PALACE was an immersive, important dance performance in the local tradition of giving a voice to those normally hidden from mainstream culture.

Taking place inside the Bethesda Theatre, the audience entered into the experience: a strict briefing, tightly controlled movements, hard seating and, if they were lucky enough to get one, a blanket to huddle together underneath through the forty minute performance of dance and visual effects. 

The action took place around the semi-restored church - itself a miraculous symbol of recovery requiring years of hard grind by volunteers - with the pulpit providing the main actor's safe space to sleep. Visual effects created clever illusions of snow drifting up, wobbling walls and ghosts in every corner. Many of the projections and sets were childlike in their portrayal of houses and comfortable imagined windows, which made small children's performances of insecure, freezing nights and family conflicts even more heartbreaking.

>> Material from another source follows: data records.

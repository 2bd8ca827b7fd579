//! Page Controllers
//!
//! Per-page state machines. They own their state and talk to the browser
//! only through the platform capabilities; the `pages` module binds them to
//! the DOM.

mod auth;
mod locale;
mod quiz;
mod theme;
mod tracks;
mod upload;

pub use auth::{AuthFormController, LoginOutcome, Tab, TabController};
pub use locale::LocaleController;
pub use quiz::{NextPolicy, OptionMark, QuizController, QuizPhase, QuizSession, QuizSnapshot};
pub use theme::{ThemeController, ThemeState};
pub use tracks::{TrackListController, EMPTY_LIST_MESSAGE};
pub use upload::UploadController;
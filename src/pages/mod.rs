//! Page Bindings
//!
//! Every page loads the same bundle. Each binding looks up its elements and
//! stays inert when they are not on the current page.

mod auth;
mod dom;
mod locale;
mod quiz;
mod theme;
mod tracks;
mod upload;

use std::rc::Rc;

use log::{debug, info, warn};
use web_sys::{Document, Window};

use crate::error::{AppError, AppResult};
use crate::platform::{
    BrowserInteraction, BrowserTimer, Interaction, KeyValueStore, LocalStore, MemoryStore, Timer,
};

/// Attach every page binding once the document is parsed
pub fn init_all() {
    let Some(window) = web_sys::window() else { return };
    let Some(doc) = window.document() else { return };

    if doc.ready_state() == "loading" {
        let loaded = doc.clone();
        dom::listen(&doc, "DOMContentLoaded", move |_| attach_all(&window, &loaded));
    } else {
        attach_all(&window, &doc);
    }
}

fn attach_all(window: &Window, doc: &Document) {
    let store: Rc<dyn KeyValueStore> = match LocalStore::open() {
        Some(store) => Rc::new(store),
        None => {
            warn!("[PAGE] localStorage unavailable, preferences will not persist");
            Rc::new(MemoryStore::default())
        }
    };
    let interaction: Rc<dyn Interaction> = Rc::new(BrowserInteraction::new(window.clone()));
    let timer: Rc<dyn Timer> = Rc::new(BrowserTimer);

    report("theme", theme::attach(doc, store.clone()));
    report("locale", locale::attach(doc, store.clone()));
    report("quiz", quiz::attach(doc, timer));
    report("tracks", tracks::attach(doc, store, interaction.clone()));
    report("upload", upload::attach(doc));
    report("auth forms", auth::attach_forms(doc, interaction));
    report("auth tabs", auth::attach_tabs(doc));
    info!("[PAGE] Initialized");
}

fn report(name: &str, result: AppResult<()>) {
    match result {
        Ok(()) => debug!("[PAGE] {} attached", name),
        Err(AppError::MissingElement(id)) => debug!("[PAGE] {} inert: #{} not on this page", name, id),
        Err(e) => warn!("[PAGE] {} failed to attach: {}", name, e),
    }
}
//! Login/Signup Forms
//!
//! Placeholder handlers until a real authentication service exists:
//! login fakes success by going to the dashboard, signup only greets.

use std::cell::RefCell;
use std::rc::Rc;

use log::{info, warn};

use crate::config::DASHBOARD_URL;
use crate::platform::Interaction;

pub const FILL_FIELDS_MESSAGE: &str = "Por favor, preencha email e senha.";
pub const GOOGLE_LOGIN_MESSAGE: &str = "Login com Google ainda não implementado.";
pub const NAVIGATION_FAILED_MESSAGE: &str = "Não foi possível abrir o painel. Tente novamente.";

/// Result of a login submit
#[derive(Debug, Clone, PartialEq, Eq)]
pub enum LoginOutcome {
    /// Both fields filled; the page moves to this destination
    Navigated(String),
    /// A field was empty; the user was asked to fill it
    MissingFields,
    /// The browser refused to navigate; the error slot says so
    NavigationFailed,
}

pub struct AuthFormController {
    interaction: Rc<dyn Interaction>,
    /// Text for the form's error slot, empty when there is nothing to show
    error_message: RefCell<String>,
}

impl AuthFormController {
    pub fn new(interaction: Rc<dyn Interaction>) -> Self {
        Self {
            interaction,
            error_message: RefCell::new(String::new()),
        }
    }

    pub fn error_message(&self) -> String {
        self.error_message.borrow().clone()
    }

    /// Every submit starts by clearing the previous error
    pub fn submit_login(&self, email: &str, password: &str) -> LoginOutcome {
        info!("[AUTH] Login attempt for {:?}", email);
        self.error_message.borrow_mut().clear();
        if email.is_empty() || password.is_empty() {
            self.interaction.alert(FILL_FIELDS_MESSAGE);
            return LoginOutcome::MissingFields;
        }
        if let Err(e) = self.interaction.navigate(DASHBOARD_URL) {
            warn!("[AUTH] Navigation to dashboard failed: {}", e);
            *self.error_message.borrow_mut() = NAVIGATION_FAILED_MESSAGE.to_string();
            return LoginOutcome::NavigationFailed;
        }
        LoginOutcome::Navigated(DASHBOARD_URL.to_string())
    }

    pub fn submit_signup(&self, name: &str, email: &str, _password: &str) {
        info!("[AUTH] Signup for {:?} <{}>", name, email);
        self.interaction.alert(&format!("Bem-vindo(a), {}! Sua conta foi criada.", name));
    }

    pub fn google_login(&self) {
        info!("[AUTH] Google login attempt");
        self.interaction.alert(GOOGLE_LOGIN_MESSAGE);
    }
}

#[derive(Debug, Clone, Copy, PartialEq, Eq, Default)]
pub enum Tab {
    #[default]
    Login,
    Signup,
}

impl Tab {
    /// Reads the `data-tab` attribute value
    pub fn from_str(s: &str) -> Option<Self> {
        match s {
            "login" => Some(Tab::Login),
            "signup" => Some(Tab::Signup),
            _ => None,
        }
    }

    pub fn as_str(&self) -> &'static str {
        match self {
            Tab::Login => "login",
            Tab::Signup => "signup",
        }
    }
}

/// Two-way login/signup switch. Always starts on login.
#[derive(Debug, Default)]
pub struct TabController {
    active: Tab,
}

impl TabController {
    pub fn new() -> Self {
        Self::default()
    }

    pub fn active(&self) -> Tab {
        self.active
    }

    pub fn activate(&mut self, tab: Tab) {
        self.active = tab;
    }

    pub fn is_active(&self, tab: Tab) -> bool {
        self.active == tab
    }

    /// Underline under the tab buttons
    pub fn indicator_offset(&self) -> &'static str {
        match self.active {
            Tab::Login => "translateX(0%)",
            Tab::Signup => "translateX(100%)",
        }
    }

    /// The forms panel is two forms wide
    pub fn panel_offset(&self) -> &'static str {
        match self.active {
            Tab::Login => "translateX(0%)",
            Tab::Signup => "translateX(-50%)",
        }
    }
}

Live organ and songs performed by a well-wrapped choir echoed the Bethesda's roots as a spiritual home and it was convincing as a space where the homeless would find both refuge and new danger. Recorded voices broke into the space, mingled in with the live action and projections to tell the stories of both men and women who have found themselves homeless over the decades in a city where there is considered to be surplus housing. 

The performance was superb in building empathy through the experience rather than preaching. It didn't explain too much, rather allowing long, meditative stretches for the audience to decide meanings for themselves. It avoided sentimentalising the experience of the homeless, but still showed the upsides and the quiet hands that increasingly provide the city's only safety net.
The run took place just days before a host of benefit cuts and tax rises hit the poorest in our city. We already have a rapid increase in food bank dependency and will undoubtedly see more evictions over the next few months. We're not a city that shouts very loud. Rather than get angry, people get their heads down and get on. PALACE was authentic in its representation of the city's energy and dignity, a groundbreaking piece of work that did justice to its surroundings.